O mandato político de Freitas, o seu fazer político, representa e se faz imbuído de uma esperança, menos em sentido de ilusão, mais em perspectiva de uma certeza revolucionária que numa perspectiva racista não pode germinar. É roseira que deve ser podada e arrancada pelas raízes, para que de seu solo não semeie o menor resquício de Primavera. O que nos situa compreender as ações de coerção e perseguição policial – tanto por base das policiais civil e militar, quanto da guarda municipal – que o vereador sofreu desde o momento inicial de sua campanha, enquanto inerente a um processo de constrangimento político, de cunho racista, nada mascarado ou sutil, que foi aumentando cada vez mais e mais. Somadas as ameaças realizadas a sua pessoa, além de seu núcleo familiar e de amizades, como forma de dissuadi-lo de sua candidatura ou de uma amenização de seu discurso crítico, contundente, ante ao apagamento da população negra na cidade. Além de situar seu mandato como canal de denúncia e enfrentamento ante aos abusos policiais perpetrados contra a jovem população negra curitibana, situando esta realidade enquanto consequência do racismo estrutural da sociedade brasileira que ali se faz manifestar.
E tal postura, tal exemplo de um “simples” jovem negro, que não sabe se portar como se deve, que não sabe, ou não aceita, qual é o “seu lugar”, não pode ser permitida. Por isso o sistemático “não aceite”, o “não respeito” consciente de seus pares legislativos. Com qualquer discurso, fala ou ato de Renato Freitas sendo atacado, desafiado e desqualificado em sentido, valia e significado. Um processo de perseguição racista, embasada por uma pretensa quebra de decoro parlamentar, em que se – tenta – pauta um discurso de que Freitas não possuí postura condizente, comportamento público, esperado de um vereador.
O que nos faz indagar, por essa perspectiva, qual o “padrão moral” que deve ser atingido, aceito e reproduzido por um político? Não seria aquele em que se busca, ao menos, questionar os padrões excludentes e racistas de uma sociedade/cidade? Ou tais metas, não devem ser buscadas, e muito menos permitidas ou toleradas? Devendo tudo ficar como sempre foi?
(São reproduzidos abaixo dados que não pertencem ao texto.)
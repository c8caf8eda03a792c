use async_trait::async_trait;
use serde::Deserialize;

use super::{with_page_token, ApiFamily, GoogleHttpClient};
use crate::contract::{AppEngineApi, Page};
use crate::error::ApiError;
use crate::records::{Application, Instance, Service, Version};

#[derive(Debug, Deserialize)]
#[serde(rename_all = "camelCase")]
struct ListServicesResponse {
    #[serde(default)]
    services: Vec<Service>,
    next_page_token: Option<String>,
}

#[derive(Debug, Deserialize)]
#[serde(rename_all = "camelCase")]
struct ListVersionsResponse {
    #[serde(default)]
    versions: Vec<Version>,
    next_page_token: Option<String>,
}

#[derive(Debug, Deserialize)]
#[serde(rename_all = "camelCase")]
struct ListInstancesResponse {
    #[serde(default)]
    instances: Vec<Instance>,
    next_page_token: Option<String>,
}

#[async_trait]
impl AppEngineApi for GoogleHttpClient {
    async fn get_application(&self, app_id: &str) -> Result<Option<Application>, ApiError> {
        self.get_optional_json(ApiFamily::AppEngine, &format!("/v1/apps/{app_id}"))
            .await
    }

    async fn list_services(
        &self,
        app_id: &str,
        page_token: Option<String>,
    ) -> Result<Page<Service>, ApiError> {
        let path = format!("/v1/apps/{app_id}/services");
        let query = with_page_token(Vec::new(), page_token.as_deref());
        let response: ListServicesResponse =
            self.get_json(ApiFamily::AppEngine, &path, &query).await?;
        Ok(Page {
            items: response.services,
            next_page_token: response.next_page_token,
        })
    }

    async fn list_versions(
        &self,
        app_id: &str,
        service_id: &str,
        page_token: Option<String>,
    ) -> Result<Page<Version>, ApiError> {
        let path = format!("/v1/apps/{app_id}/services/{service_id}/versions");
        let query = with_page_token(vec![("view", "FULL")], page_token.as_deref());
        let response: ListVersionsResponse =
            self.get_json(ApiFamily::AppEngine, &path, &query).await?;
        Ok(Page {
            items: response.versions,
            next_page_token: response.next_page_token,
        })
    }

    async fn list_instances(
        &self,
        app_id: &str,
        service_id: &str,
        version_id: &str,
        page_token: Option<String>,
    ) -> Result<Page<Instance>, ApiError> {
        let path =
            format!("/v1/apps/{app_id}/services/{service_id}/versions/{version_id}/instances");
        let query = with_page_token(Vec::new(), page_token.as_deref());
        let response: ListInstancesResponse =
            self.get_json(ApiFamily::AppEngine, &path, &query).await?;
        Ok(Page {
            items: response.instances,
            next_page_token: response.next_page_token,
        })
    }
}

#[cfg(test)]
mod tests {
    use super::super::test_support::client_for;
    use super::*;
    use serde_json::json;
    use wiremock::matchers::{method, path, query_param};
    use wiremock::{Mock, MockServer, ResponseTemplate};

    #[tokio::test]
    async fn gets_application() {
        let server = MockServer::start().await;
        Mock::given(method("GET"))
            .and(path("/v1/apps/my-project-1"))
            .respond_with(ResponseTemplate::new(200).set_body_json(json!({
                "name": "apps/my-project-1",
                "id": "my-project-1",
                "defaultBucket": "b1",
                "codeBucket": "b2"
            })))
            .mount(&server)
            .await;

        let app = client_for(&server)
            .get_application("my-project-1")
            .await
            .unwrap()
            .unwrap();
        assert_eq!(app.default_bucket.as_deref(), Some("b1"));
        assert_eq!(app.code_bucket.as_deref(), Some("b2"));
    }

    #[tokio::test]
    async fn missing_application_is_none() {
        let server = MockServer::start().await;
        Mock::given(method("GET"))
            .and(path("/v1/apps/my-project-1"))
            .respond_with(ResponseTemplate::new(404).set_body_json(json!({
                "error": { "code": 404, "message": "App does not exist.", "status": "NOT_FOUND" }
            })))
            .mount(&server)
            .await;

        let app = client_for(&server).get_application("my-project-1").await.unwrap();
        assert!(app.is_none());
    }

    #[tokio::test]
    async fn lists_versions_with_full_view_across_pages() {
        let server = MockServer::start().await;
        Mock::given(method("GET"))
            .and(path("/v1/apps/app/services/default/versions"))
            .and(query_param("pageToken", "p2"))
            .respond_with(ResponseTemplate::new(200).set_body_json(json!({
                "versions": [{ "name": "apps/app/services/default/versions/v2", "id": "v2" }]
            })))
            .mount(&server)
            .await;
        Mock::given(method("GET"))
            .and(path("/v1/apps/app/services/default/versions"))
            .and(query_param("view", "FULL"))
            .respond_with(ResponseTemplate::new(200).set_body_json(json!({
                "versions": [{ "name": "apps/app/services/default/versions/v1", "id": "v1" }],
                "nextPageToken": "p2"
            })))
            .mount(&server)
            .await;

        let client = client_for(&server);
        let first = client.list_versions("app", "default", None).await.unwrap();
        assert_eq!(first.items[0].id.as_deref(), Some("v1"));
        assert_eq!(first.next_page_token.as_deref(), Some("p2"));

        let second = client
            .list_versions("app", "default", first.next_page_token)
            .await
            .unwrap();
        assert_eq!(second.items[0].id.as_deref(), Some("v2"));
        assert!(second.next_page_token.is_none());
    }

    #[tokio::test]
    async fn lists_instances_under_version() {
        let server = MockServer::start().await;
        Mock::given(method("GET"))
            .and(path("/v1/apps/app/services/default/versions/v1/instances"))
            .respond_with(ResponseTemplate::new(200).set_body_json(json!({
                "instances": [
                    { "name": "apps/app/services/default/versions/v1/instances/i1", "id": "i1" },
                    { "name": "apps/app/services/default/versions/v1/instances/i2", "id": "i2" }
                ]
            })))
            .mount(&server)
            .await;

        let page = client_for(&server)
            .list_instances("app", "default", "v1", None)
            .await
            .unwrap();
        assert_eq!(page.items.len(), 2);
    }
}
Acreditamos que a instalação do processo de impeachment em relação ao mandato de Renato Freitas, seja a nossa resposta.
Essa situação de Curitiba é retrato nítido de uma realidade nacional, a de que não existe tolerância e aceite na sociedade brasileira para os sujeitos sociais e culturais negros quando estes passam a desenvolver, e a manifestar, consciência histórica e política perante sua realidade-mundo. O que explica esses processos de interdições e ameaça aos vários e plurais mandatos parlamentares afro-brasileiros como uma forma de não aceitar e buscar retirar o acesso e participação destas populações dos processos decisórios e gestores da nação. No sentido de que toda forma de política é um conjunto de poder que se faz manifestar de maneira pública e democrática, representando – ao menos conceitualmente – de maneira direta as demandas e os direitos do povo, pelo povo e para o povo!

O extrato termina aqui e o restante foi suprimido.